Although Morris and Steedman designed a number of large public and commercial commissions, it is for their special contribution to domestic architecture during the 1950s, ‘60s and ‘70s that their practice is most recognised and owes its well-deserved place as one of the foremost architectural firms in the post-war era.
Notes for Editors
- James Shepherd Morris (1931 - 2006) and Robert Steedman (b.1929) qualified as architects in 1955 at Edinburgh College of Art. They went on to study under Philip Johnson at the University of Philadelphia where they were influenced by Johnson and the ideals of Mies van der Rohe, Marcel Breuer and Richard Neutra. They returned to Edinburgh in 1957 to set up their practice and both retired in 2002. James Morris died in August 2006.
- Historic Scotland is responsible on behalf of Scottish Ministers for compiling and maintaining Lists of buildings of special architectural or historic interest under the Planning (Listed Buildings and Conservation Areas) (Scotland) Act 1997. To conserve the character of Scotland’s built heritage, listing affords statutory protection, ensuring proper examination of planning applications to demolish, alter or extend listed buildings. For more information on listing visit www.historic-scotland.gov.uk/listing.
- There are three categories of listings: Category A - of national or international importance, or fine little-altered examples of some particular period, or building type; Category B - of regional or more than local importance, or major examples of some particular period, style of building type which may have been altered. Category C (S) - of local importance, lesser examples of any period, style or building type, as originally constructed or moderately altered; and traditional buildings which group well with others in categories A and B or are part of a planned group such as an estate or industrial complex.
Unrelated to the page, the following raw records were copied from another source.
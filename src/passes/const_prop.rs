//! Global constant propagation and folding.

use crate::analysis::ConstAnalysis;
use crate::ir::*;
use crate::pass::{analyze, Analysis};
use crate::passes::Fuel;

/// Replace uses of variables known to be constant with the literal,
/// then fold arithmetic whose operands are all literal into a plain
/// assignment. Branches are left in place even when their outcome is
/// known, since edges never change here. Returns the number of
/// rewrites (operands substituted plus instructions folded).
pub fn run(body: &mut FunctionBody, fuel: &mut Fuel) -> usize {
    let analysis = ConstAnalysis::new(body);
    let facts = analyze(&analysis, body);
    let mut rewrites = 0;

    let blocks = body.blocks.iter().collect::<Vec<_>>();
    for block in blocks {
        let mut fact = facts.fact_in(block).clone();
        if fact.is_top() {
            // Unreachable.
            continue;
        }
        let insts = body.block_insts(block).collect::<Vec<_>>();
        for inst in insts {
            body.insts[inst].kind.update_uses(|op| {
                if let Operand::Var(var) = *op {
                    if let Some(&value) = fact.get(&var) {
                        if fuel.consume() {
                            *op = Operand::Lit(value);
                            rewrites += 1;
                        }
                    }
                }
            });

            let kind = &body.insts[inst].kind;
            let folded = match *kind {
                InstKind::Binary { dst, .. } | InstKind::Unary { dst, .. } => {
                    ConstAnalysis::eval(&fact, kind).map(|value| (dst, value))
                }
                _ => None,
            };
            if let Some((dst, value)) = folded {
                if fuel.consume() {
                    body.insts[inst].kind = InstKind::Assign {
                        dst,
                        src: Operand::Lit(value),
                    };
                    rewrites += 1;
                    log::trace!("const_prop: folded {}", body.inst_display(inst));
                }
            }

            analysis.transfer_inst(&mut fact, body, inst);
        }
    }

    log::debug!("const_prop: {} rewrites in {}", rewrites, body.name);
    rewrites
}
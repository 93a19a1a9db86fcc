//! Reaching copies: which `dst := src` moves still hold at each point.

use crate::ir::{FunctionBody, Inst, Var};
use crate::ordmap::OrderedSet;
use crate::pass::{analyze, Analysis, BlockFacts, Direction, FactTag, Meet};
use fxhash::FxHashMap;
use smallvec::SmallVec;

/// A copy holds at a point if on every path reaching it the copy
/// executed and neither its destination nor its source was written
/// afterwards. Facts are sets of copy instructions joined by
/// intersection; every slot starts at the set of all copies, and
/// nothing holds on entry.
///
/// Stores and calls may write any variable living in memory, so they
/// kill every copy mentioning one.
pub struct CopyAnalysis {
    universe: OrderedSet<Inst>,
    /// Copy instruction to its (dst, src).
    copies: FxHashMap<Inst, (Var, Var)>,
    /// Copies mentioning each variable, on either side.
    by_var: FxHashMap<Var, SmallVec<[Inst; 4]>>,
    /// Copies mentioning a variable that lives in memory.
    in_memory: Vec<Inst>,
}

impl CopyAnalysis {
    pub fn new(body: &FunctionBody) -> Self {
        let address_taken = body.address_taken();
        let mut copies = FxHashMap::default();
        let mut by_var: FxHashMap<Var, SmallVec<[Inst; 4]>> = FxHashMap::default();
        let mut in_memory = vec![];
        let mut all = vec![];
        for block in body.blocks.iter() {
            for inst in body.block_insts(block) {
                if let Some((dst, src)) = body.insts[inst].kind.as_copy() {
                    copies.insert(inst, (dst, src));
                    by_var.entry(dst).or_default().push(inst);
                    by_var.entry(src).or_default().push(inst);
                    if address_taken.contains(&dst) || address_taken.contains(&src) {
                        in_memory.push(inst);
                    }
                    all.push(inst);
                }
            }
        }
        all.sort();
        log::trace!("copies: {} candidate copies in {}", all.len(), body.name);
        CopyAnalysis {
            universe: OrderedSet::from_sorted_vec(all),
            copies,
            by_var,
            in_memory,
        }
    }

    /// The `(dst, src)` of a tracked copy.
    pub fn copy(&self, inst: Inst) -> Option<(Var, Var)> {
        self.copies.get(&inst).copied()
    }

    /// The source to use in place of `var`, if a copy into `var` is
    /// among `holding`.
    pub fn source_of(&self, holding: &OrderedSet<Inst>, var: Var) -> Option<Var> {
        self.by_var.get(&var)?.iter().find_map(|&inst| {
            let (dst, src) = self.copies[&inst];
            (dst == var && holding.contains(&inst)).then(|| src)
        })
    }

    fn kill_var(&self, fact: &mut OrderedSet<Inst>, var: Var) {
        if let Some(insts) = self.by_var.get(&var) {
            for inst in insts {
                fact.remove(inst);
            }
        }
    }
}

impl Analysis for CopyAnalysis {
    type Fact = OrderedSet<Inst>;

    const DIRECTION: Direction = Direction::Forward;
    const TAG: FactTag = FactTag(0xc0_u32);

    fn init(&self, _body: &FunctionBody) -> OrderedSet<Inst> {
        self.universe.clone()
    }

    fn boundary(&self, _body: &FunctionBody) -> OrderedSet<Inst> {
        OrderedSet::new()
    }

    fn merge(&self, into: &mut OrderedSet<Inst>, other: &OrderedSet<Inst>) -> bool {
        Meet::Intersection.apply(into, other)
    }

    fn transfer_inst(&self, fact: &mut OrderedSet<Inst>, body: &FunctionBody, inst: Inst) {
        let kind = &body.insts[inst].kind;
        if let Some(def) = kind.def() {
            self.kill_var(fact, def);
        }
        if kind.clobbers_memory() {
            for inst in &self.in_memory {
                fact.remove(inst);
            }
        }
        if self.copies.contains_key(&inst) {
            fact.insert(inst);
        }
    }
}

/// Solved reaching-copy facts, with the analysis that produced them
/// for replaying the transfer within a block.
pub struct ReachingCopies {
    pub analysis: CopyAnalysis,
    pub facts: BlockFacts<OrderedSet<Inst>>,
}

impl ReachingCopies {
    pub fn compute(body: &FunctionBody) -> ReachingCopies {
        let analysis = CopyAnalysis::new(body);
        let facts = analyze(&analysis, body);
        ReachingCopies { analysis, facts }
    }
}
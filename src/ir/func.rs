use super::{
    Block, FunctionBodyDisplay, Inst, InstArena, InstData, InstDisplay, InstIter, InstKind,
    InstList, Var,
};
use crate::entity::{EntityRef, EntityVec};
use crate::errors::IrError;
use fxhash::FxHashSet;
use smallvec::SmallVec;

#[derive(Clone, Debug)]
pub struct FunctionBody {
    pub name: String,
    /// Entry block.
    pub entry: Block,
    /// Block bodies.
    pub blocks: EntityVec<Block, BlockDef>,
    /// Every instruction ever created, placed or not. List links live
    /// here.
    pub insts: InstArena,
    pub vars: EntityVec<Var, VarData>,
}

#[derive(Clone, Debug, Default)]
pub struct BlockDef {
    /// Instructions in this block.
    pub insts: InstList,
    /// Successor blocks.
    pub succs: SmallVec<[Block; 4]>,
    /// Predecessor blocks.
    pub preds: SmallVec<[Block; 4]>,
}

#[derive(Clone, Debug, Default)]
pub struct VarData {
    /// Source-level name; compiler temporaries have none.
    pub name: Option<String>,
}

impl FunctionBody {
    pub fn new(name: &str) -> FunctionBody {
        let mut blocks = EntityVec::default();
        let entry = blocks.push(BlockDef::default());
        FunctionBody {
            name: name.to_owned(),
            entry,
            blocks,
            insts: EntityVec::default(),
            vars: EntityVec::default(),
        }
    }

    pub fn add_block(&mut self) -> Block {
        let id = self.blocks.push(BlockDef::default());
        log::trace!("add_block: block {}", id);
        id
    }

    pub fn add_edge(&mut self, from: Block, to: Block) {
        self.blocks[from].succs.push(to);
        self.blocks[to].preds.push(from);
        log::trace!("add_edge: from {} to {}", from, to);
    }

    pub fn add_var(&mut self, name: &str) -> Var {
        self.vars.push(VarData {
            name: Some(name.to_owned()),
        })
    }

    pub fn add_temp(&mut self) -> Var {
        self.vars.push(VarData::default())
    }

    /// Allocate an instruction without placing it in any block.
    pub fn add_inst(&mut self, kind: InstKind) -> Inst {
        log::trace!("add_inst: {:?}", kind);
        self.insts.push(InstData::new(kind))
    }

    pub fn append(&mut self, block: Block, inst: Inst) {
        self.blocks[block].insts.append(&mut self.insts, inst);
        self.insts[inst].block = block;
    }

    pub fn prepend(&mut self, block: Block, inst: Inst) {
        self.blocks[block].insts.prepend(&mut self.insts, inst);
        self.insts[inst].block = block;
    }

    /// Splice a detached list (built with `InstList` operations on
    /// `self.insts`) onto the end of `block`.
    pub fn append_list(&mut self, block: Block, list: InstList) {
        let members = list.iter(&self.insts).collect::<Vec<_>>();
        for inst in members {
            self.insts[inst].block = block;
        }
        self.blocks[block].insts.concat(&mut self.insts, list);
    }

    /// Place `inst` immediately before `before`, in `before`'s block.
    pub fn insert_before(&mut self, before: Inst, inst: Inst) {
        let block = self.insts[before].block;
        self.blocks[block]
            .insts
            .insert_before(&mut self.insts, before, inst);
        self.insts[inst].block = block;
    }

    /// Remove `inst` from its block. It stays allocated and may be
    /// placed again.
    pub fn unlink(&mut self, inst: Inst) {
        let block = self.insts[inst].block;
        self.blocks[block].insts.unlink(&mut self.insts, inst);
    }

    /// The block's closing goto/branch/return, if it has one.
    pub fn terminator(&self, block: Block) -> Option<Inst> {
        self.blocks[block]
            .insts
            .tail()
            .filter(|&tail| self.insts[tail].kind.is_terminator())
    }

    /// Move `inst` out of its current block to the end of `block`, but
    /// ahead of `block`'s terminator.
    pub fn move_before_terminator(&mut self, inst: Inst, block: Block) {
        self.unlink(inst);
        match self.terminator(block) {
            Some(term) => self.insert_before(term, inst),
            None => self.append(block, inst),
        }
        log::trace!("move_before_terminator: {} now in {}", inst, block);
    }

    pub fn block_insts(&self, block: Block) -> InstIter<'_> {
        self.blocks[block].insts.iter(&self.insts)
    }

    pub fn block_insts_rev(&self, block: Block) -> std::iter::Rev<InstIter<'_>> {
        self.blocks[block].insts.iter(&self.insts).rev()
    }

    /// Drop every marked instruction from every block.
    pub fn remove_marked(&mut self) -> usize {
        let mut removed = 0;
        for block in self.blocks.values_mut() {
            removed += block.insts.remove_marked(&mut self.insts);
        }
        removed
    }

    /// Variables that live in memory: those whose address is taken and
    /// those given storage by a declaration. Their values can change
    /// through any store or call.
    pub fn address_taken(&self) -> FxHashSet<Var> {
        let mut vars = FxHashSet::default();
        for block in self.blocks.iter() {
            for inst in self.block_insts(block) {
                match self.insts[inst].kind {
                    InstKind::AddrOf { var, .. } | InstKind::Dec { var, .. } => {
                        vars.insert(var);
                    }
                    _ => {}
                }
            }
        }
        vars
    }

    /// Placed jumps whose backpatch list was never resolved.
    pub fn unresolved_jumps(&self) -> Vec<Inst> {
        self.blocks
            .iter()
            .flat_map(|block| self.block_insts(block))
            .filter(|&inst| {
                self.insts[inst]
                    .kind
                    .jump_target()
                    .map_or(false, |target| target.is_invalid())
            })
            .collect()
    }

    pub fn validate(&self) -> anyhow::Result<()> {
        if self.blocks.get(self.entry).is_none() {
            return Err(IrError::InvalidEntry.into());
        }
        for (block, def) in self.blocks.entries() {
            def.insts.validate(&self.insts, block)?;
            for inst in self.block_insts(block) {
                if let Some(target) = self.insts[inst].kind.jump_target() {
                    match self.insts.get(target) {
                        None => return Err(IrError::UnresolvedJump { inst }.into()),
                        Some(data) if !data.kind.is_label() => {
                            return Err(IrError::JumpToNonLabel { inst, target }.into())
                        }
                        Some(_) => {}
                    }
                }
            }
            for &succ in &def.succs {
                let there = self.blocks[succ].preds.iter().filter(|&&p| p == block);
                let here = def.succs.iter().filter(|&&s| s == succ);
                if there.count() != here.count() {
                    return Err(IrError::EdgeMismatch {
                        from: block,
                        to: succ,
                    }
                    .into());
                }
            }
            for &pred in &def.preds {
                if !self.blocks[pred].succs.contains(&block) {
                    return Err(IrError::EdgeMismatch {
                        from: pred,
                        to: block,
                    }
                    .into());
                }
            }
        }
        Ok(())
    }

    /// Like `validate`, but a violation is fatal.
    pub fn check(&self) {
        if let Err(e) = self.validate() {
            panic!("malformed function body `{}`: {}", self.name, e);
        }
    }

    pub fn display<'a>(&'a self, indent: &'a str) -> FunctionBodyDisplay<'a> {
        FunctionBodyDisplay(self, indent)
    }

    pub fn inst_display(&self, inst: Inst) -> InstDisplay<'_> {
        InstDisplay(self, inst)
    }
}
- There are around 46,600 listed buildings in Scotland and more than 150 post-war structures are listed. The earliest post-war listings include the David Marshall Lodge, Aberfoyle (designed in 1958 by James Shearers), and the Spean Bridge Commando Memorial (designed in 1951 by Scott Sutherland). The ‘youngest’ post-war building to be protected is the former Cummins diesel factory at Shotts (now Centrelink 5) which was designed by Ahrends Burton and Koralek, with Ove Arup and Partners (1975-83.)
- Historic Scotland is an executive agency of the Scottish Executive charged with safeguarding the nation’s historic environment. The agency is fully accountable to Scottish Ministers and through them to the Scottish Parliament.